Boothbay Harbour’s economy is primarily driven by tourism as crowds arrive to go on boat tours to coastal islands, go on whale watching outings, art galleries, boutiques and restaurants. Special events include “Schooner Days” when the Penobscot Bay fleet all descent on Boothbay Harbour.l Earlier in its history, in the mid 1800’s, the town was a significant fishing centre. In bad weather it could hold 400 to 500 vessels seeking refuge. It had a fishery, a fish oil company, an ice company, two marine railways, a fertilizer manufacturer and a factory for canning lobsters. During WW11 and up to the 1950’s, the town build mine sweepers for the US Navy

After lunch on board Tug'n, we went ashore to register with the Tug Boat Inn and explore the town. While the town clearly caters to the tourist trade, the streets are loaded with a wide range of boutiques, shops and restaurants and we had a lovely time wondering about and stretching our legs before retreating back to Tug’n  the as the rain began falling again.

Saturday June 17, 2017: We’d had quite a bit of rain overnight, which is always welcome as it rinses our decks and they demand a wipe down in the morning, making Tug’n look her best. Gradually the sun emerged and it became quite warm as we headed ashore to do more exploring before our pre arranged lunch out. 

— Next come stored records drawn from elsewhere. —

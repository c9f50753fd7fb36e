//! Shared post-admission ingestion path: the
//! steps the DIMSE C-STORE handler and the DICOMweb STOW-RS ingestor both
//! run once a single instance has cleared admission. Pulling it out once
//! avoids the two ingestors duplicating the plug-in chain / temp-write /
//! upload-enqueue / assembler-queue sequence and then drifting apart.

use crate::assembler::{AssemblerError, DataOrigin, PayloadAssembler};
use crate::error::{AdmissionError, GatewayError, TerminalError};
use crate::model::ae::SopClassFilter;
use crate::model::file_metadata::{DataService, FileStorageMetadata, ObjectIdentity, StoredFile};
use crate::plugin::registry::PluginRegistry;
use crate::plugin::run_input_chain;
use crate::storage::temp::TemporaryStore;
use crate::storage::StorageInfoProvider;
use crate::upload::ObjectUploadQueue;
use bytes::Bytes;
use std::sync::Arc;
use std::time::{Duration, SystemTime};
use uuid::Uuid;

/// One object handed to the pipeline, already past SOP-class filtering
/// decisions the caller made with information only it has (e.g. the
/// negotiated presentation context) — the filter itself still runs here so
/// the decision is made in one place per instance.
pub struct IngestRequest {
	/// Stable identifier this object is known by, e.g. a SOP instance UID,
	/// FHIR resource id, or HL7 message control id.
	pub identifier: String,
	pub correlation_id: String,
	pub source: String,
	pub destination: String,
	pub data_service: DataService,
	pub identity: ObjectIdentity,
	pub workflows: Vec<String>,
	/// The assembler's grouping key: the AE's configured DICOM tag value for
	/// DIMSE, or the request's correlation id for DICOMweb.
	pub grouping_key: String,
	pub timeout: Duration,
	/// `None` for non-DICOM data services, which carry no SOP class to
	/// filter on.
	pub sop_class_uid: Option<String>,
	pub sop_class_filter: SopClassFilter,
	pub plug_in_assemblies: Vec<String>,
	pub content_type: String,
	pub bytes: Bytes,
	/// Optional DICOM-JSON sidecar, stored and uploaded alongside the
	/// primary file.
	pub json_bytes: Option<Bytes>,
}

#[derive(Debug)]
pub enum IngestOutcome {
	Stored { identifier: String, payload_id: Uuid },
	/// Filtered out by the AE's `allowedSopClasses`/`ignoredSopClasses`:
	/// the caller reports success without having stored anything.
	Filtered,
}

/// Runs the common tail of ingestion: storage admission, SOP-class
/// filtering, the input plug-in chain, writing bytes to the temporary
/// store, enqueuing the upload, and queuing the assembler bucket.
pub struct IngestPipeline {
	storage_info: Arc<dyn StorageInfoProvider>,
	plugin_registry: Arc<PluginRegistry>,
	temporary_store: Arc<dyn TemporaryStore>,
	upload_queue: Arc<ObjectUploadQueue>,
	assembler: Arc<PayloadAssembler>,
}

impl IngestPipeline {
	#[must_use]
	pub fn new(
		storage_info: Arc<dyn StorageInfoProvider>,
		plugin_registry: Arc<PluginRegistry>,
		temporary_store: Arc<dyn TemporaryStore>,
		upload_queue: Arc<ObjectUploadQueue>,
		assembler: Arc<PayloadAssembler>,
	) -> Self {
		Self { storage_info, plugin_registry, temporary_store, upload_queue, assembler }
	}

	pub async fn ingest(&self, request: IngestRequest) -> Result<IngestOutcome, GatewayError> {
		if !self.storage_info.has_space_to_store() {
			return Err(AdmissionError::InsufficientStorage.into());
		}

		if let Some(sop_class_uid) = &request.sop_class_uid {
			if !request.sop_class_filter.admits(sop_class_uid) {
				return Ok(IngestOutcome::Filtered);
			}
		}

		let metadata = FileStorageMetadata {
			identifier: request.identifier.clone(),
			correlation_id: request.correlation_id.clone(),
			payload_id: None,
			identity: request.identity,
			source: request.source.clone(),
			destination: request.destination.clone(),
			data_service: request.data_service,
			workflows: request.workflows.clone(),
			file: StoredFile { content_type: request.content_type, ..Default::default() },
			json_file: None,
			is_uploaded: false,
			upload_failed: false,
			created_at: SystemTime::now(),
		};

		let (bytes, mut metadata) =
			run_input_chain(&request.plug_in_assemblies, &self.plugin_registry, request.bytes, metadata).await?;

		let handle = self
			.temporary_store
			.write(&metadata.identifier, bytes)
			.await
			.map_err(|source| TerminalError::UploadError(source.to_string()))?;
		metadata.file.temporary_path = Some(handle);

		if let Some(json_bytes) = request.json_bytes {
			let json_identifier = format!("{}.json", metadata.identifier);
			let json_handle = self
				.temporary_store
				.write(&json_identifier, json_bytes)
				.await
				.map_err(|source| TerminalError::UploadError(source.to_string()))?;
			metadata.json_file =
				Some(StoredFile { temporary_path: Some(json_handle), content_type: String::from("application/dicom+json"), ..Default::default() });
		}

		let origin = DataOrigin {
			data_service: request.data_service.as_str().to_owned(),
			source: request.source,
			destination: request.destination,
		};

		let payload_id = self
			.assembler
			.queue(&request.grouping_key, metadata.clone(), origin, request.timeout)
			.await
			.map_err(map_assembler_error)?;
		self.upload_queue.enqueue(&metadata);

		if !request.workflows.is_empty() {
			self.assembler.set_workflows(&request.grouping_key, request.workflows).await;
		}

		Ok(IngestOutcome::Stored { identifier: request.identifier, payload_id })
	}
}

fn map_assembler_error(err: AssemblerError) -> GatewayError {
	match err {
		AssemblerError::Repository(e) => GatewayError::Repository(e),
		AssemblerError::Bus(e) => GatewayError::Bus(e),
		AssemblerError::InvalidTransition(_) | AssemblerError::Serialize(_) => {
			GatewayError::Terminal(TerminalError::UploadError(err.to_string()))
		}
	}
}

#[cfg(test)]
mod tests {
	use super::*;
	use crate::bus::memory::InMemoryMessageBus;
	use crate::config::BusConfig;
	use crate::model::ae::SopClassFilter;
	use crate::plugin::registry::builtin_registry;
	use crate::repository::memory::{InMemoryFileMetadataRepository, InMemoryPayloadRepository};
	use crate::storage::memory::InMemoryObjectStore;
	use crate::storage::temp::InMemoryTemporaryStore;
	use std::collections::HashSet;

	struct AlwaysHasSpace;
	impl StorageInfoProvider for AlwaysHasSpace {
		fn has_space_to_store(&self) -> bool {
			true
		}
	}

	struct NeverHasSpace;
	impl StorageInfoProvider for NeverHasSpace {
		fn has_space_to_store(&self) -> bool {
			false
		}
	}

	fn bus_config() -> BusConfig {
		BusConfig {
			workflow_request_topic: String::from("workflowrequest"),
			export_request_topic: String::from("exportrequest"),
			export_complete_topic: String::from("exportcomplete"),
			nats_url: String::from("nats://localhost:4222"),
		}
	}

	fn pipeline(storage_info: Arc<dyn StorageInfoProvider>) -> IngestPipeline {
		let (assembler, _completed) = PayloadAssembler::new(
			Arc::new(InMemoryPayloadRepository::default()),
			Arc::new(InMemoryFileMetadataRepository::default()),
			Arc::new(InMemoryMessageBus::default()),
			bus_config(),
			String::from("dicom"),
			Duration::from_millis(10),
			vec![],
		);
		let upload_queue = ObjectUploadQueue::new(
			Arc::new(InMemoryFileMetadataRepository::default()),
			Arc::new(InMemoryTemporaryStore::default()),
			Arc::new(InMemoryObjectStore::default()),
			String::from("dicom"),
			4,
			vec![],
			Duration::from_millis(10),
		);
		IngestPipeline::new(
			storage_info,
			Arc::new(builtin_registry()),
			Arc::new(InMemoryTemporaryStore::default()),
			Arc::new(upload_queue),
			Arc::new(assembler),
		)
	}

	fn request(identifier: &str, sop_class_uid: Option<&str>, filter: SopClassFilter) -> IngestRequest {
		IngestRequest {
			identifier: identifier.to_owned(),
			correlation_id: String::from("assoc-1"),
			source: String::from("PACS1"),
			destination: String::from("GATEWAY"),
			data_service: DataService::Dimse,
			identity: ObjectIdentity::Dicom {
				study_uid: String::from("1.2.3"),
				series_uid: String::from("1.2.3.4"),
				sop_instance_uid: identifier.to_owned(),
			},
			workflows: vec![String::from("wf-1")],
			grouping_key: String::from("1.2.3"),
			timeout: Duration::from_millis(20),
			sop_class_uid: sop_class_uid.map(str::to_owned),
			sop_class_filter: filter,
			plug_in_assemblies: vec![String::from("passthrough")],
			content_type: String::from("application/dicom"),
			bytes: Bytes::from_static(b"dicom bytes"),
			json_bytes: None,
		}
	}

	#[tokio::test]
	async fn insufficient_storage_is_rejected_before_anything_is_persisted() {
		let pipeline = pipeline(Arc::new(NeverHasSpace));
		let err = pipeline.ingest(request("sop-1", None, SopClassFilter::None)).await.unwrap_err();
		assert!(matches!(err, GatewayError::Admission(AdmissionError::InsufficientStorage)));
	}

	#[tokio::test]
	async fn ignored_sop_class_is_filtered_without_storing() {
		let filter = SopClassFilter::new(HashSet::new(), HashSet::from([String::from("1.2.840.10008.5.1.4.1.1.1.1")])).unwrap();
		let pipeline = pipeline(Arc::new(AlwaysHasSpace));
		let outcome = pipeline.ingest(request("sop-1", Some("1.2.840.10008.5.1.4.1.1.1.1"), filter)).await.unwrap();
		assert!(matches!(outcome, IngestOutcome::Filtered));
	}

	#[tokio::test]
	async fn admitted_instance_is_stored_and_queued() {
		let pipeline = pipeline(Arc::new(AlwaysHasSpace));
		let outcome = pipeline.ingest(request("sop-1", Some("1.2.840.10008.5.1.4.1.1.1"), SopClassFilter::None)).await.unwrap();
		assert!(matches!(outcome, IngestOutcome::Stored { .. }));
	}
}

One of our first stops was a shop called Eventide Specialties who carry the most amazing selection of Extra Virgin Olive Oils from around the world, fused and infused olive oils, specialty olive oils and aged balsamic condiments in endless flavours etc etc. Initially, it was a little overwhelming when you stared at the five or six dozen stainless steel containers from which you could draw samples to taste. We really did not know where to start until one of the sales staff took us under her wing and got us a couple of samples and explained the contents of the cards on each one. The flavours caused us to emit many oohs and wows as we sampled their wares, eventually selecting a few purchases for our galley. 

Lunch today was at Kaler’s, “Your Local Crab & Lobster House”. Yelp reviewers raved about their award winning Spicy Lobster Corn Chowder, so that is what we ordered, along with their Shrimp & Lobster Cakes. Both were breathtakingly good. Thankfully we still had room to share a piece of their blueberry pie and vanilla ice cream. It too was among the best we’d ever had (that’s two seniors who've tasted a lot of blueberry pies in their lives). It was really great! This boating and eating out in local seafood restaurants could get habit forming…

We spend another few hours exploring downtown Boothbay Harbour before returning to the boat and later, enjoying a game of Sequence with Bob and Jan over a happy hour refreshment. We also discussed the next leg of our journey, deciding on Basin Cove at Potts Harbour for its great protection from strong south east winds and over 2 meter waves forecast for Monday and Tuesday. The entrance to Basin Cove is rather shallow, so we decided we’d be best to enter it closer to high tide than low, necessitating an early start, so we planned on leaving at 0630 hours tomorrow. 

Sunday June 18, 2017:  Happy Fathers’ Day to all the Dads reading this. We were up at 0530 to prepare for our departure, but the morning did not look too promising - fog, thick fog, with visibility of about 200’ at best. At 0600, on a brief radio call with Wings, we decided it was best to stay put. Normally, fog wouldn’t be a big deal. Two boats travelling together, both with their radar going, can provide for quite safe and comfortable travel. But, here in Maine, with lobster pot floats everywhere, we were nervous about the prospect of running over their floats and getting a line wrapped around our prop shaft, so we decided to sit tight.